Therapeutic implications of CD73-sirna delivery on glioblastoma surgical treatment: a histopathological approach

 

Introduction: Glioblastoma is the most devastating form of brain tumor, characterized by an average survival of 10 months. Standard therapy consists of cytoreductive surgery followed by radio and chemotherapy. Although the therapeutic procedures are already well established, clinical practice has shown that extensive surgeries are not related to increased patient survival rate. In addition, frequent recurrences are seen due to tumor infiltration to cerebral parenchyma. Thus, it is necessary to establish new therapies that increase surgery success, avoiding tumor recurrences. In tumor microenvironment, nucleotides are released by a variety of cell types in response to stress signals. These nucleotides are hydrolized by ectonucleotidases located on cell surface, including the NTPDases which metabolize ATP and ADP to AMP and ecto-5’-nucleotidase/CD73 that converts AMP to adenosine.

Method: Studies have shown that CD73 play a crucial role in tumor progression and its modulation may be an interesting strategy for glioblastoma therapy. Here we evaluated the impact of CD73 inhibition on in vivo tumor growth in a pre-clinical rat glioblastoma model. C6 glioma cells were implanted in Wistar rat brain by stereotactic surgery.

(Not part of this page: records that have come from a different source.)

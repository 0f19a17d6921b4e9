//! URL resolution for consistent cache keys.

use url::Url;

/// Error type for URL resolution failures.
#[derive(Debug, Clone, thiserror::Error)]
pub enum UrlError {
    #[error("empty URL")]
    Empty,

    #[error("invalid URL: {0}")]
    InvalidUrl(String),
}

/// Resolve a URL string against the app origin.
///
/// Normalization steps:
/// 1. Trim leading/trailing whitespace
/// 2. Join relative references (`/offline`, `static/app.js`) onto `base`
/// 3. Keep absolute URLs (CDN assets, extension URLs) as they are
/// 4. Remove fragment (#...)
/// 5. Keep query string intact (do not reorder)
///
/// Scheme filtering is left to the fetch policy so extension URLs can be
/// recognized and bypassed rather than rejected.
pub fn resolve(base: &Url, input: &str) -> Result<Url, UrlError> {
    let trimmed = input.trim();

    if trimmed.is_empty() {
        return Err(UrlError::Empty);
    }

    let mut resolved = base.join(trimmed).map_err(|e| UrlError::InvalidUrl(e.to_string()))?;
    resolved.set_fragment(None);

    Ok(resolved)
}

#[cfg(test)]
mod tests {
    use super::*;

    fn origin() -> Url {
        Url::parse("http://localhost:8000/").unwrap()
    }

    #[test]
    fn test_resolve_relative_path() {
        let url = resolve(&origin(), "/offline").unwrap();
        assert_eq!(url.as_str(), "http://localhost:8000/offline");
    }

    #[test]
    fn test_resolve_root() {
        let url = resolve(&origin(), "/").unwrap();
        assert_eq!(url.as_str(), "http://localhost:8000/");
    }

    #[test]
    fn test_resolve_absolute_cdn_url() {
        let url = resolve(&origin(), "https://cdn.jsdelivr.net/npm/bootstrap@5.3.0/dist/css/bootstrap.min.css").unwrap();
        assert_eq!(url.host_str(), Some("cdn.jsdelivr.net"));
        assert_eq!(url.scheme(), "https");
    }

    #[test]
    fn test_resolve_lowercases_host() {
        let url = resolve(&origin(), "https://CDN.Example.COM/app.js").unwrap();
        assert_eq!(url.host_str(), Some("cdn.example.com"));
    }

    #[test]
    fn test_resolve_removes_fragment() {
        let url = resolve(&origin(), "/conductor#contratos").unwrap();
        assert_eq!(url.fragment(), None);
        assert_eq!(url.path(), "/conductor");
    }

    #[test]
    fn test_resolve_preserves_query() {
        let url = resolve(&origin(), "/validar-vehiculo?plate=ABC123&b=2").unwrap();
        assert_eq!(url.query(), Some("plate=ABC123&b=2"));
    }

    #[test]
    fn test_resolve_keeps_extension_scheme() {
        let url = resolve(&origin(), "chrome-extension://abcdef/content.js").unwrap();
        assert_eq!(url.scheme(), "chrome-extension");
    }

    #[test]
    fn test_resolve_trim_whitespace() {
        let url = resolve(&origin(), "  /login  ").unwrap();
        assert_eq!(url.as_str(), "http://localhost:8000/login");
    }

    #[test]
    fn test_resolve_empty() {
        assert!(matches!(resolve(&origin(), ""), Err(UrlError::Empty)));
        assert!(matches!(resolve(&origin(), "   "), Err(UrlError::Empty)));
    }

    #[test]
    fn test_resolve_invalid() {
        let result = resolve(&origin(), "http://[::1");
        assert!(matches!(result, Err(UrlError::InvalidUrl(_))));
    }
}
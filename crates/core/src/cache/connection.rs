//! Opening the generation store.

use super::migrations;
use crate::Error;
use std::path::Path;
use tokio_rusqlite::Connection;

/// WAL keeps lookups from blocking on a concurrent background write;
/// foreign keys make deleting a generation cascade to its entries.
const PRAGMAS: &str = "PRAGMA journal_mode=WAL;
     PRAGMA synchronous=NORMAL;
     PRAGMA busy_timeout=5000;
     PRAGMA foreign_keys=ON;";

/// Handle to the SQLite generation store.
///
/// Clones share one background connection thread, so every clone sees the
/// same generations and writes are serialized.
#[derive(Clone, Debug)]
pub struct CacheDb {
    pub(crate) conn: Connection,
}

impl CacheDb {
    /// Open (or create) the store at `path` and migrate it.
    ///
    /// Missing parent directories are created.
    pub async fn open(path: impl AsRef<Path>) -> Result<Self, Error> {
        let path = path.as_ref();
        if let Some(parent) = path.parent().filter(|p| !p.as_os_str().is_empty()) {
            std::fs::create_dir_all(parent)
                .map_err(|e| Error::InvalidInput(format!("cannot create {}: {e}", parent.display())))?;
        }

        let conn = Connection::open(path).await.map_err(|e| Error::Database(e.into()))?;
        let db = Self::init(conn).await?;
        tracing::debug!(path = %path.display(), "cache store opened");
        Ok(db)
    }

    /// Open a private in-memory store.
    pub async fn open_in_memory() -> Result<Self, Error> {
        let conn = Connection::open_in_memory()
            .await
            .map_err(|e| Error::Database(e.into()))?;
        Self::init(conn).await
    }

    /// Run raw SQL against the store, e.g. to inject storage faults in tests.
    #[cfg(any(test, feature = "test-util"))]
    pub async fn execute_batch(&self, sql: &str) -> Result<(), Error> {
        let sql = sql.to_string();
        self.conn
            .call(move |conn| conn.execute_batch(&sql))
            .await
            .map_err(Error::from)
    }

    pub async fn schema_version(&self) -> Result<i64, Error> {
        migrations::schema_version(&self.conn).await
    }

    async fn init(conn: Connection) -> Result<Self, Error> {
        conn.call(|conn| {
            conn.execute_batch(PRAGMAS)?;
            Ok(())
        })
        .await
        .map_err(Error::Database)?;

        let applied = migrations::run(&conn).await?;
        if applied > 0 {
            tracing::info!(applied, version = migrations::SCHEMA_VERSION, "cache schema migrated");
        }

        Ok(Self { conn })
    }
}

Animals were gruped as follow: vehicle control, GFP-SIRNA (control scramble) and CD73-SIRNA (CD73 knockdown group); and they were treated via intracerebroventricular route using lipofectamine as carrier on 7, 14 and 21th day after glioma implant. Rats were euthanasied at 23th day. Tissues were stained by HE, tumor volume was measured using ImageJ software and histopathological analysis was performed by a pathologist in a blided manner (Approval protocol number 293/14).

Conclutions: Results indicate that CD73 knockdown using SIRNA strategy reduced 45% tumor volume when compared to control groups. Moreover, 80% of treated tumors exhibited lymphocytic infiltration and coagulative necrosis, compared to 20% and 40% of control groups, respectively. Therefore, as CD73 silencing decreased tumor volume and improved histological characteristics related to better prognosis, CD73-SIsRNA treatment may be considered as neoadjuvant therapy to increase surgery success. Such strategy may reduce not only herniations and postoperative edema, a fact observed in tumors of large volume, but also the technique of partial resection, preventing the syndrome of injured glioma.